I never know how to find the magnitude, can some one help or explain the magnitude to me ?


#2
A shopper in a supermarket pushes a loaded cart with a horizontal force of 10 N. The cart has a mass of 30 kg. HOw far will it move in 3.0 s, starting from the rest? (Ignore friction)
-----------------------------------
Horizontal F = 10 N
m = 30kg
t = 3 s
d = rt
v (initial) = 0

I only got to this point ?
Help please ? Thanks

 

[Kurdt]

Well for part one you simply use pythagoras' theorem. Think of the components of force as two sides of a right angled triangle. For part two you will need to use one of the kinematic equations.
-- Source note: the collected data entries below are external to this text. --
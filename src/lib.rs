//! Sector/portal software rasterizer.
//!
//! A level is a set of convex sectors joined by portal walls.  Each frame the
//! engine walks the portal graph outward from the camera's sector and draws
//! walls, steps, floors and ceilings column by column into a [`Renderer`].
//!
//! [`Renderer`]: renderer::Renderer

pub mod config;
pub mod engine;
pub mod level;
pub mod renderer;
pub mod sim;
pub mod world;
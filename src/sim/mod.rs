mod input;

pub use input::{Actions, FrameInput, MOVE_SPEED, TURN_RATE, apply_input};
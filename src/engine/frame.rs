use super::{
    columns::{Occlusion, rasterize_wall},
    types::Screen,
    visibility::collect_visible_walls,
};
use crate::{
    config::RenderConfig,
    renderer::Renderer,
    world::{Camera, World},
};

/// Everything one frame reads: level, view-point, tunables and the derived
/// screen constants.  Passed by reference into every stage.
#[derive(Clone, Copy)]
pub struct RenderContext<'a> {
    pub world: &'a World,
    pub camera: &'a Camera,
    pub config: &'a RenderConfig,
    pub screen: Screen,
}

impl<'a> RenderContext<'a> {
    pub fn new(world: &'a World, camera: &'a Camera, config: &'a RenderConfig) -> Self {
        Self {
            world,
            camera,
            config,
            screen: Screen::new(config),
        }
    }
}

/// What one frame did, for the viewer's stats line and for tests.
#[derive(Clone, Copy, Debug, Default, PartialEq, Eq)]
pub struct FrameStats {
    pub sectors_visited: usize,
    pub walls_visible: usize,
    pub columns_drawn: usize,
}

/// Re-pin the camera's sector, then draw the view.
///
/// The caller still owns `end_frame`.
pub fn render_frame<R: Renderer>(
    world: &World,
    camera: &mut Camera,
    config: &RenderConfig,
    target: &mut R,
) -> FrameStats {
    camera.relocate(world, config.eye_height);
    let ctx = RenderContext::new(world, camera, config);
    render_view(&ctx, target)
}

/// Draw the first-person view for a camera whose sector is already known.
///
/// Occlusion buffers and the visibility queue live only for this call.
pub fn render_view<R: Renderer>(ctx: &RenderContext, target: &mut R) -> FrameStats {
    let screen = &ctx.screen;
    target.begin_frame(screen.w, screen.h, ctx.config.background);

    let vis = collect_visible_walls(ctx);
    let mut occ = Occlusion::new(screen.w, screen.h);

    let mut columns_drawn = 0;
    for vw in &vis.walls {
        columns_drawn += rasterize_wall(ctx, &mut occ, vw, target);
    }

    FrameStats {
        sectors_visited: vis.sectors.len(),
        walls_visible: vis.walls.len(),
        columns_drawn,
    }
}
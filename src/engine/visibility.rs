//! Breadth-first portal walk: which walls are visible this frame, in the
//! order the column rasterizer must consume them.

use std::collections::VecDeque;

use super::clip::{ClippedWall, clip_to_fov};
use super::frame::RenderContext;
use crate::world::{SectorId, WallId, geometry::side_of};

/// One wall that survived culling and clipping.
#[derive(Clone, Copy, Debug, PartialEq)]
pub struct VisibleWall {
    pub wall: WallId,
    /// Sector whose pass produced this wall.
    pub sector: SectorId,
    pub portal: Option<SectorId>,
    pub clipped: ClippedWall,
}

/// Bounded FIFO of sectors plus a visited set.
///
/// Every sector is queued at most once; once `capacity` sectors have been
/// queued further pushes are dropped.
#[derive(Debug)]
pub struct VisQueue {
    queue: VecDeque<SectorId>,
    visited: Vec<bool>,
    queued: usize,
    capacity: usize,
}

impl VisQueue {
    pub fn new(sector_count: usize, capacity: usize) -> Self {
        Self {
            queue: VecDeque::with_capacity(capacity.min(sector_count)),
            visited: vec![false; sector_count],
            queued: 0,
            capacity,
        }
    }

    /// Queue `id` unless it was already seen or the queue is full.
    pub fn push(&mut self, id: SectorId) -> bool {
        let Some(seen) = self.visited.get_mut(id as usize) else {
            return false;
        };
        if *seen {
            return false;
        }
        if self.queued >= self.capacity {
            log::trace!("visibility queue full, dropping sector {id}");
            return false;
        }
        *seen = true;
        self.queued += 1;
        self.queue.push_back(id);
        true
    }

    #[inline]
    pub fn pop(&mut self) -> Option<SectorId> {
        self.queue.pop_front()
    }

    #[inline]
    pub fn is_visited(&self, id: SectorId) -> bool {
        self.visited.get(id as usize).copied().unwrap_or(false)
    }

    /// Sectors queued so far this frame.
    #[inline]
    pub fn queued(&self) -> usize {
        self.queued
    }
}

/// Result of one portal walk.
#[derive(Debug, Default)]
pub struct Visibility {
    /// Sectors in discovery (= processing) order.
    pub sectors: Vec<SectorId>,
    pub walls: Vec<VisibleWall>,
}

/// Walk the sector graph from the camera's sector.
///
/// For each dequeued sector its walls are visited in stored order: back-faces
/// are skipped, the rest are moved to camera space and clipped to the view.
/// A surviving portal queues its far sector.
pub fn collect_visible_walls(ctx: &RenderContext) -> Visibility {
    let world = ctx.world;
    let cam = ctx.camera;
    let mut vis = Visibility::default();

    let mut queue = VisQueue::new(world.sectors.len(), ctx.config.max_sectors);
    queue.push(cam.sector);

    while let Some(sector_id) = queue.pop() {
        let Some(sector) = world.sector(sector_id) else {
            continue;
        };
        vis.sectors.push(sector_id);

        for (wall_id, wall) in world.walls_of(sector) {
            // Back-face: the eye must be strictly on the interior side.
            if side_of(cam.pos, wall.a, wall.b) <= 0.0 {
                continue;
            }

            let Some(clipped) = clip_to_fov(
                cam.to_cam(wall.a),
                cam.to_cam(wall.b),
                ctx.screen.half_fov,
                ctx.config.ray_length,
            ) else {
                continue;
            };

            if let Some(next) = wall.portal {
                queue.push(next);
            }

            vis.walls.push(VisibleWall {
                wall: wall_id,
                sector: sector_id,
                portal: wall.portal,
                clipped,
            });
        }
    }

    vis
}

/*====================================================================*/
/*                                Tests                                */
/*====================================================================*/
#[cfg(test)]
mod tests {
    use super::*;

    #[test]
    fn push_rejects_duplicates() {
        let mut q = VisQueue::new(4, 8);
        assert!(q.push(2));
        assert!(!q.push(2));
        assert!(q.is_visited(2));
        assert!(!q.is_visited(1));
        assert_eq!(q.pop(), Some(2));
        // Still visited after it has been popped.
        assert!(!q.push(2));
        assert_eq!(q.pop(), None);
    }

    #[test]
    fn push_respects_capacity() {
        let mut q = VisQueue::new(10, 3);
        for id in 0..10 {
            q.push(id);
        }
        assert_eq!(q.queued(), 3);
        let order: Vec<_> = std::iter::from_fn(|| q.pop()).collect();
        assert_eq!(order, vec![0, 1, 2]);
    }

    #[test]
    fn push_ignores_unknown_sectors() {
        let mut q = VisQueue::new(2, 8);
        assert!(!q.push(5));
        assert_eq!(q.queued(), 0);
    }

    #[test]
    fn fifo_order() {
        let mut q = VisQueue::new(5, 5);
        for id in [3, 1, 4] {
            q.push(id);
        }
        assert_eq!(q.pop(), Some(3));
        q.push(0);
        assert_eq!(q.pop(), Some(1));
        assert_eq!(q.pop(), Some(4));
        assert_eq!(q.pop(), Some(0));
    }
}
//! Validation and normalization of the `shape` / `dims` / `size` arguments
//! accepted by distribution constructors.
//!
//! `shape` is the full shape of a variable (batch and support dimensions),
//! `size` only the batch part, and `dims` names the dimensions through the
//! model's coordinates. At most one of the three may be given. `shape` and
//! `dims` may end in an ellipsis, which stands for "the dimensions implied
//! by the parameters".

use crate::error::{ModelError, Result};
use crate::graph::{Graph, NodeId, Op};

#[derive(Debug, Clone, PartialEq)]
pub enum ShapeEntry {
    Fixed(usize),
    /// Scalar node holding the length.
    Symbolic(NodeId),
    Ellipsis,
}

#[derive(Debug, Clone, PartialEq)]
pub enum ShapeArg {
    Entries(Vec<ShapeEntry>),
    /// A symbolic shape: a scalar node or a vector constant.
    Node(NodeId),
}

impl From<usize> for ShapeArg {
    fn from(n: usize) -> Self {
        ShapeArg::Entries(vec![ShapeEntry::Fixed(n)])
    }
}

impl From<Vec<usize>> for ShapeArg {
    fn from(v: Vec<usize>) -> Self {
        ShapeArg::Entries(v.into_iter().map(ShapeEntry::Fixed).collect())
    }
}

impl<const N: usize> From<[usize; N]> for ShapeArg {
    fn from(v: [usize; N]) -> Self {
        ShapeArg::from(v.to_vec())
    }
}

impl From<Vec<ShapeEntry>> for ShapeArg {
    fn from(v: Vec<ShapeEntry>) -> Self {
        ShapeArg::Entries(v)
    }
}

impl From<NodeId> for ShapeArg {
    fn from(n: NodeId) -> Self {
        ShapeArg::Node(n)
    }
}

#[derive(Debug, Clone, PartialEq, Eq, Hash)]
pub enum DimEntry {
    Named(String),
    Unnamed,
    Ellipsis,
}

impl DimEntry {
    pub fn name(&self) -> Option<&str> {
        match self {
            DimEntry::Named(n) => Some(n),
            _ => None,
        }
    }
}

/// `"..."` is read as an ellipsis.
impl From<&str> for DimEntry {
    fn from(s: &str) -> Self {
        if s == "..." {
            DimEntry::Ellipsis
        } else {
            DimEntry::Named(s.to_string())
        }
    }
}

impl From<Option<&str>> for DimEntry {
    fn from(s: Option<&str>) -> Self {
        s.map(DimEntry::from).unwrap_or(DimEntry::Unnamed)
    }
}

#[derive(Debug, Clone, PartialEq, Eq)]
pub struct DimsArg(pub Vec<DimEntry>);

impl From<&str> for DimsArg {
    fn from(s: &str) -> Self {
        DimsArg(vec![DimEntry::from(s)])
    }
}

impl From<Vec<&str>> for DimsArg {
    fn from(v: Vec<&str>) -> Self {
        DimsArg(v.into_iter().map(DimEntry::from).collect())
    }
}

impl<const N: usize> From<[&str; N]> for DimsArg {
    fn from(v: [&str; N]) -> Self {
        DimsArg::from(v.to_vec())
    }
}

impl From<Vec<DimEntry>> for DimsArg {
    fn from(v: Vec<DimEntry>) -> Self {
        DimsArg(v)
    }
}

pub type Shape = Vec<ShapeEntry>;
pub type Dims = Vec<DimEntry>;

fn ellipsis_is_last<T>(entries: &[T], is_ellipsis: impl Fn(&T) -> bool) -> bool {
    match entries.iter().position(is_ellipsis) {
        Some(i) => i == entries.len() - 1,
        None => true,
    }
}

fn expand_node(g: &Graph, node: NodeId) -> Result<Shape> {
    let n = g.node(node);
    match (&n.op, n.ndim) {
        (_, 0) => Ok(vec![ShapeEntry::Symbolic(node)]),
        (Op::Constant(c), 1) => c
            .iter()
            .map(|&v| {
                if v < 0.0 || v.fract() != 0.0 {
                    Err(ModelError::InvalidShapeSpec(format!(
                        "Shape entries must be non-negative integers, got {v}"
                    )))
                } else {
                    Ok(ShapeEntry::Fixed(v as usize))
                }
            })
            .collect(),
        _ => Err(ModelError::InvalidShapeSpec(format!(
            "A symbolic shape must be a scalar or a vector of known length, got `{}`",
            g.describe(node)
        ))),
    }
}

fn normalize(g: &Graph, arg: Option<ShapeArg>) -> Result<Option<Shape>> {
    match arg {
        None => Ok(None),
        Some(ShapeArg::Entries(v)) => Ok(Some(v)),
        Some(ShapeArg::Node(n)) => expand_node(g, n).map(Some),
    }
}

/// Check that at most one of `shape`, `dims` and `size` is given, and
/// normalize each to a tuple.
pub fn validate_shape_dims_size(
    g: &Graph,
    shape: Option<ShapeArg>,
    dims: Option<DimsArg>,
    size: Option<ShapeArg>,
) -> Result<(Option<Shape>, Option<Dims>, Option<Shape>)> {
    let given = [shape.is_some(), dims.is_some(), size.is_some()];
    if given.iter().filter(|&&b| b).count() > 1 {
        return Err(ModelError::InvalidShapeSpec(
            "Passing both `shape` and `dims` (or `size`) is not supported!".to_string(),
        ));
    }
    let shape = normalize(g, shape)?;
    let size = normalize(g, size)?;
    let dims = dims.map(|d| d.0);

    if let Some(s) = &shape {
        if !ellipsis_is_last(s, |e| *e == ShapeEntry::Ellipsis) {
            return Err(ModelError::InvalidShapeSpec(format!(
                "Ellipsis in `shape` may only appear in the last position. Actual: {s:?}"
            )));
        }
    }
    if let Some(d) = &dims {
        if !ellipsis_is_last(d, |e| *e == DimEntry::Ellipsis) {
            return Err(ModelError::InvalidShapeSpec(format!(
                "Ellipsis in `dims` may only appear in the last position. Actual: {d:?}"
            )));
        }
    }
    if let Some(s) = &size {
        if s.contains(&ShapeEntry::Ellipsis) {
            return Err(ModelError::InvalidShapeSpec(format!(
                "The `size` parameter cannot contain an Ellipsis. Actual: {s:?}"
            )));
        }
    }
    Ok((shape, dims, size))
}

/// Scalar nodes for each entry of an ellipsis-free shape.
pub fn size_nodes(g: &mut Graph, entries: &[ShapeEntry]) -> Result<Vec<NodeId>> {
    entries
        .iter()
        .map(|e| match e {
            ShapeEntry::Fixed(n) => Ok(g.scalar(*n as f64)),
            ShapeEntry::Symbolic(node) => Ok(*node),
            ShapeEntry::Ellipsis => Err(ModelError::InvalidShapeSpec(
                "an ellipsis cannot be turned into a length".to_string(),
            )),
        })
        .collect()
}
Are you familiar with these?

They can be found here: https://www.physicsforums.com/showthread.php?t=110015

 

[willingtolearn]

#1
So the magnitude is the same as the resultant !
#2
I only know to the Newton 2nd Law

 

[Kurdt]

A resultant vector is a sum of vectors, the magnitude of the vector is the length of the vector.

For number two try applying the following kinematic equation.

s = ut+\frac{1}{2}at^2

,where s is the distance traveled and u is the initial velocity.

 

[willingtolearn]

#1
mag = 429.5 N
acc is NorthEast with the value 1.6 m/s2

#2
OH, i forgot that equation ! Forgot to think of the term displacement !
d = 1.5 m
Is that correct ?

 

[Kurdt]

You may need to work out an angle for number 1. I'm not sure if they'll let you get away with just north east. Other than that you're correct.

 

[willingtolearn]

IK ! Thanks